En Roma fue acogida en una atmósfera cordial, pero las acusaciones del clero secular inglés, que hacían hincapié en la ausencia de la clausura, molestos además por una fundación femenina de carácter jesuita, retrasaron la decisión papal, que con Urbano VIII fue contraria, ordenando el Papa en 1625 el cierre de las instalaciones del instituto en Italia. Siguieron unos años en que con el favor del Elector Maximiliano de Baviera abrió un colegio para niñas en Múnich y se dieron otras fundaciones en Centroeuropa.

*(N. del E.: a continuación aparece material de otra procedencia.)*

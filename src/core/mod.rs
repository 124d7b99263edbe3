//! Plain data: positions, easing, animation steps and view handles.

pub mod animation;
pub mod easing;
pub mod geometry;
pub mod view;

El 13 de enero de 1631, Urbano VIII publicó la Bula Pastoralis Romani Pontificis, de la que proceden estas palabras: “Decidimos y decretamos con autoridad Apostólica que la pretendida congregación de mujeres o vírgenes llamadas jesuitisas y sus modos de vida y estado han sido nulos e inválidos desde su mismo comienzo y sin ninguna fuerza ni valor. Y porque se produjeron de hecho, con la misma autoridad suprimimos y extinguimos de raíz y completamente, sometemos a perpetua abolición y enteramente quitamos, borramos y abrogamos, y queremos y mandamos que por todos los fieles se tengan y reputen por suprimidos”. La Bula de Urbano VIII supuso el cierre de todos sus colegios, y a ella le costó la cárcel en Múnich bajo acusaciones de "herética, cismática y rebelde": "Sufrir sin culpa no es carga... Iré gustosa a la cárcel que deseen"...

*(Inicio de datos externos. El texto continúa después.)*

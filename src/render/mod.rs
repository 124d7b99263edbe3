//! Render-surface side.

pub mod surface;

pub use surface::{resolve_frame, RenderedSlot, SurfaceAttachment, SurfaceSize};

Despues de unos meses el mismo Papa ordenó sacarla de la cárcel en cuanto supo que la habían apresado, y la recibió poco después en Roma. En su entrevista con él, ella le dijo: “Ni he sido, ni soy hereje”. Mary recomenzó abriendo una nueva casa en Roma bajo la protección del Papa aunque no eran reconocidas como “religiosas”...

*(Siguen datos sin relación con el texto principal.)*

//! Per-region presentation registry.
//!
//! A registry owns the ordered slot list of one region. Every mutation goes through the
//! registry's `watch` channel, which serializes writers and publishes a fresh
//! [`RegionSnapshot`] to subscribers (render surfaces) as part of the same step.
//!
//! Invariants:
//! - `Replace` keeps at most one slot per name; the previous slot leaves in the same
//!   mutation that inserts its successor.
//! - `Stack` slots sharing a name keep insertion order, and name-based dismissal is LIFO.
//! - A slot's `id` never changes; animation playback only swaps its state and transition.
//! - At most one playback runs per slot. Starting a new one (an exit step, say) cancels
//!   the previous one, and a cancelled playback never writes again.

use std::collections::HashMap;
use std::fmt;
use std::sync::{Arc, Mutex, MutexGuard, Weak};
use std::time::Duration;

use tokio::sync::watch;
use tokio_util::sync::CancellationToken;
use tracing::{debug, trace};
use uuid::Uuid;

use crate::core::animation::{AnimationStep, Transition, VisualState};
use crate::core::view::ViewId;
use crate::runtime::directory::RegionId;
use crate::runtime::scheduler::Scheduler;

/// Stable identity of one presented overlay.
#[derive(Clone, Copy, Debug, Eq, Hash, PartialEq)]
pub struct SlotId(Uuid);

impl SlotId {
    fn generate() -> Self {
        Self(Uuid::new_v4())
    }

    pub fn as_uuid(&self) -> &Uuid {
        &self.0
    }
}

impl fmt::Display for SlotId {
    fn fmt(&self, f: &mut fmt::Formatter<'_>) -> fmt::Result {
        self.0.fmt(f)
    }
}

/// Conflict policy when presenting under a name that is already on screen.
#[derive(Clone, Copy, Debug, Default, PartialEq, Eq)]
pub enum PresentMode {
    /// The new slot takes over the name; the old one is removed.
    #[default]
    Replace,
    /// The new slot is added on top; older slots stay.
    Stack,
}

/// One active overlay instance.
#[derive(Clone, Debug, PartialEq)]
pub struct Slot {
    id: SlotId,
    name: String,
    view: ViewId,
    state: VisualState,
    transition: Option<Transition>,
}

impl Slot {
    pub fn id(&self) -> SlotId {
        self.id
    }

    pub fn name(&self) -> &str {
        &self.name
    }

    pub fn view(&self) -> ViewId {
        self.view
    }

    pub fn state(&self) -> &VisualState {
        &self.state
    }

    /// Transition that leads into `state`; `None` for the spawn state.
    pub fn transition(&self) -> Option<&Transition> {
        self.transition.as_ref()
    }
}

/// Immutable view of a region's slots at one revision.
#[derive(Clone, Debug, Default)]
pub struct RegionSnapshot {
    revision: u64,
    slots: Arc<[Slot]>,
}

impl RegionSnapshot {
    /// Increases by one per published mutation.
    pub fn revision(&self) -> u64 {
        self.revision
    }

    /// Slots in insertion order, oldest first.
    pub fn slots(&self) -> &[Slot] {
        &self.slots
    }

    pub fn len(&self) -> usize {
        self.slots.len()
    }

    pub fn is_empty(&self) -> bool {
        self.slots.is_empty()
    }

    pub fn count(&self, name: &str) -> usize {
        self.slots.iter().filter(|slot| slot.name == name).count()
    }

    pub fn slot(&self, id: SlotId) -> Option<&Slot> {
        self.slots.iter().find(|slot| slot.id == id)
    }

    pub fn latest(&self, name: &str) -> Option<&Slot> {
        self.slots.iter().rev().find(|slot| slot.name == name)
    }
}

#[derive(Clone, Debug)]
enum RemovalTarget {
    All,
    Slot(SlotId),
    Latest(String),
}

struct Playback {
    generation: u64,
    token: CancellationToken,
}

#[derive(Default)]
struct PlaybackTable {
    next_generation: u64,
    running: HashMap<SlotId, Playback>,
}

struct RegistryInner {
    region: RegionId,
    scheduler: Scheduler,
    snapshots: watch::Sender<RegionSnapshot>,
    playback: Mutex<PlaybackTable>,
}

/// Cheaply cloneable handle to a region's slot list.
#[derive(Clone)]
pub struct PresentationRegistry {
    inner: Arc<RegistryInner>,
}

impl fmt::Debug for PresentationRegistry {
    fn fmt(&self, f: &mut fmt::Formatter<'_>) -> fmt::Result {
        f.debug_struct("PresentationRegistry")
            .field("region", &self.inner.region)
            .field("slots", &self.len())
            .finish()
    }
}

impl PresentationRegistry {
    pub fn new(region: RegionId, scheduler: Scheduler) -> Self {
        let (snapshots, _) = watch::channel(RegionSnapshot::default());
        Self {
            inner: Arc::new(RegistryInner {
                region,
                scheduler,
                snapshots,
                playback: Mutex::new(PlaybackTable::default()),
            }),
        }
    }

    pub fn region(&self) -> &RegionId {
        &self.inner.region
    }

    pub(crate) fn scheduler(&self) -> &Scheduler {
        &self.inner.scheduler
    }

    /// Presents `view` under `name`.
    ///
    /// `steps[0]` is the spawn state, applied without a transition. Remaining steps play
    /// in order on the scheduler, each held for its own duration before the next one is
    /// applied. Playback stops quietly once the slot has been dismissed.
    pub fn present(
        &self,
        view: ViewId,
        name: &str,
        mode: PresentMode,
        steps: &[AnimationStep],
    ) -> SlotId {
        let slot = Slot {
            id: SlotId::generate(),
            name: name.to_owned(),
            view,
            state: steps.first().map_or(VisualState::NEUTRAL, |step| step.state),
            transition: None,
        };
        let id = slot.id;

        self.mutate(|slots| {
            if mode == PresentMode::Replace {
                slots.retain(|existing| existing.name != name);
            }
            slots.push(slot);
            true
        });
        if mode == PresentMode::Replace {
            self.cancel_orphaned_playback();
        }
        debug!(
            region = %self.inner.region,
            name,
            slot = %id,
            ?mode,
            steps = steps.len(),
            "present"
        );

        if steps.len() > 1 {
            self.play(id, steps[1..].to_vec());
        }
        id
    }

    /// Dismisses the most recent slot named `name`, or every slot when `all` is set.
    ///
    /// With an `exit` step, the targeted slot animates to it first and removal happens once
    /// the step's duration has elapsed. Removal does not wait on the animation itself.
    /// Unmatched names are a no-op.
    pub fn dismiss(&self, name: &str, all: bool, exit: Option<AnimationStep>) {
        let target = self.snapshot().latest(name).map(Slot::id);

        if let (Some(step), Some(id)) = (exit, target) {
            self.play(id, vec![step]);
        }

        let removal = if all {
            RemovalTarget::All
        } else {
            match target {
                Some(id) => RemovalTarget::Slot(id),
                None => RemovalTarget::Latest(name.to_owned()),
            }
        };
        self.schedule_removal(removal, exit.map_or(Duration::ZERO, |step| step.duration()));
    }

    /// Removes every slot immediately.
    pub fn dismiss_all(&self) {
        self.dismiss("", true, None);
    }

    /// Dismisses one known slot, optionally animating it out first.
    pub fn dismiss_slot(&self, id: SlotId, exit: Option<AnimationStep>) {
        if let Some(step) = exit {
            self.play(id, vec![step]);
        }
        self.schedule_removal(
            RemovalTarget::Slot(id),
            exit.map_or(Duration::ZERO, |step| step.duration()),
        );
    }

    pub fn subscribe(&self) -> watch::Receiver<RegionSnapshot> {
        self.inner.snapshots.subscribe()
    }

    pub fn snapshot(&self) -> RegionSnapshot {
        self.inner.snapshots.borrow().clone()
    }

    pub fn len(&self) -> usize {
        self.inner.snapshots.borrow().len()
    }

    pub fn is_empty(&self) -> bool {
        self.len() == 0
    }

    pub fn count(&self, name: &str) -> usize {
        self.inner.snapshots.borrow().count(name)
    }

    pub fn contains(&self, id: SlotId) -> bool {
        self.inner.snapshots.borrow().slot(id).is_some()
    }

    /// Whether both handles refer to the same registry.
    pub fn ptr_eq(&self, other: &Self) -> bool {
        Arc::ptr_eq(&self.inner, &other.inner)
    }

    /// Number of live handles, including the directory's own.
    pub(crate) fn handle_count(&self) -> usize {
        Arc::strong_count(&self.inner)
    }

    fn mutate<F>(&self, f: F) -> bool
    where
        F: FnOnce(&mut Vec<Slot>) -> bool,
    {
        self.inner.snapshots.send_if_modified(|snapshot| {
            let mut slots = snapshot.slots.to_vec();
            if !f(&mut slots) {
                return false;
            }
            snapshot.slots = slots.into();
            snapshot.revision += 1;
            true
        })
    }

    /// Writes `step` unless the playback owning `token` has been superseded. The check
    /// runs under the snapshot lock, so a cancelled playback cannot land a late write.
    fn apply_step(&self, id: SlotId, step: AnimationStep, token: &CancellationToken) -> bool {
        self.mutate(|slots| match slots.iter_mut().find(|slot| slot.id == id) {
            Some(_) if token.is_cancelled() => false,
            Some(slot) => {
                slot.state = step.state;
                slot.transition = Some(step.transition);
                true
            }
            None => false,
        })
    }

    fn play(&self, id: SlotId, steps: Vec<AnimationStep>) {
        let (generation, token) = self.start_playback(id);
        let weak = Arc::downgrade(&self.inner);
        self.inner.scheduler.spawn(async move {
            for step in steps {
                let Some(registry) = upgrade(&weak) else {
                    return;
                };
                if !registry.apply_step(id, step, &token) {
                    trace!(
                        region = %registry.region(),
                        slot = %id,
                        "slot gone or superseded; playback stopped"
                    );
                    registry.finish_playback(id, generation);
                    return;
                }
                trace!(
                    region = %registry.region(),
                    slot = %id,
                    duration_ms = step.duration().as_millis() as u64,
                    "animation step"
                );
                drop(registry);
                if !step.duration().is_zero() {
                    tokio::select! {
                        _ = token.cancelled() => return,
                        _ = tokio::time::sleep(step.duration()) => {}
                    }
                }
            }
            if let Some(registry) = upgrade(&weak) {
                registry.finish_playback(id, generation);
            }
        });
    }

    /// Registers a new playback for `id`, cancelling the one it supersedes.
    fn start_playback(&self, id: SlotId) -> (u64, CancellationToken) {
        let mut table = self.playback();
        table.next_generation = table.next_generation.wrapping_add(1);
        let generation = table.next_generation;
        let token = CancellationToken::new();
        let previous = table.running.insert(
            id,
            Playback {
                generation,
                token: token.clone(),
            },
        );
        if let Some(previous) = previous {
            previous.token.cancel();
            trace!(region = %self.inner.region, slot = %id, "playback superseded");
        }
        (generation, token)
    }

    fn finish_playback(&self, id: SlotId, generation: u64) {
        let mut table = self.playback();
        if table
            .running
            .get(&id)
            .is_some_and(|playback| playback.generation == generation)
        {
            table.running.remove(&id);
        }
    }

    /// Cancels playback for slots that are no longer in the region.
    fn cancel_orphaned_playback(&self) {
        let snapshot = self.snapshot();
        let mut table = self.playback();
        table.running.retain(|id, playback| {
            let alive = snapshot.slot(*id).is_some();
            if !alive {
                playback.token.cancel();
            }
            alive
        });
    }

    fn playback(&self) -> MutexGuard<'_, PlaybackTable> {
        match self.inner.playback.lock() {
            Ok(table) => table,
            Err(poisoned) => poisoned.into_inner(),
        }
    }

    fn schedule_removal(&self, target: RemovalTarget, delay: Duration) {
        if delay.is_zero() {
            self.remove(&target);
            return;
        }
        let weak = Arc::downgrade(&self.inner);
        self.inner.scheduler.defer(delay, move || {
            if let Some(registry) = upgrade(&weak) {
                registry.remove(&target);
            }
        });
    }

    fn remove(&self, target: &RemovalTarget) -> bool {
        let removed = self.mutate(|slots| match target {
            RemovalTarget::All => {
                let had_slots = !slots.is_empty();
                slots.clear();
                had_slots
            }
            RemovalTarget::Slot(id) => match slots.iter().position(|slot| slot.id == *id) {
                Some(index) => {
                    slots.remove(index);
                    true
                }
                None => false,
            },
            RemovalTarget::Latest(name) => {
                match slots.iter().rposition(|slot| &slot.name == name) {
                    Some(index) => {
                        slots.remove(index);
                        true
                    }
                    None => false,
                }
            }
        });
        if removed {
            self.cancel_orphaned_playback();
            debug!(region = %self.inner.region, ?target, "dismissed");
        } else {
            trace!(region = %self.inner.region, ?target, "dismiss matched nothing");
        }
        removed
    }
}

fn upgrade(weak: &Weak<RegistryInner>) -> Option<PresentationRegistry> {
    weak.upgrade().map(|inner| PresentationRegistry { inner })
}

Murió catorce años más tarde (1645) en York, su país natal, con sensación de fracaso, pero su obra siguió adelante y fue además motivo de inspiración para muchas fundaciones femeninas posteriores. Su obra continuó sobre todo en Alemania y hoy está en los cinco continentes. Gracias a la fidelidad de sus primeras compañeras sobrevivieron varias casas bajo la protección de algunos obispos. A comienzos del siglo siguiente, Clemente XI aprobaría definitivamente las Reglas (1703) y el Instituto de la Bienaventurada Virgen María sería reconocido en 1877.

Tanto la una como la otra se vieron sostenidas por visiones, que les llevaron a permanecer siempre en la obediencia y en la práctica de virtudes heroicas. Ángela está canonizada. María Ward, superados ya los prejuicios y reconocida como fundadora por Pío X, fue declarada Venerable en el 2009 por Benedicto XVI, que había hecho el Jardín de Infancia con las religiosas de María Ward y por tanto las conocía bien.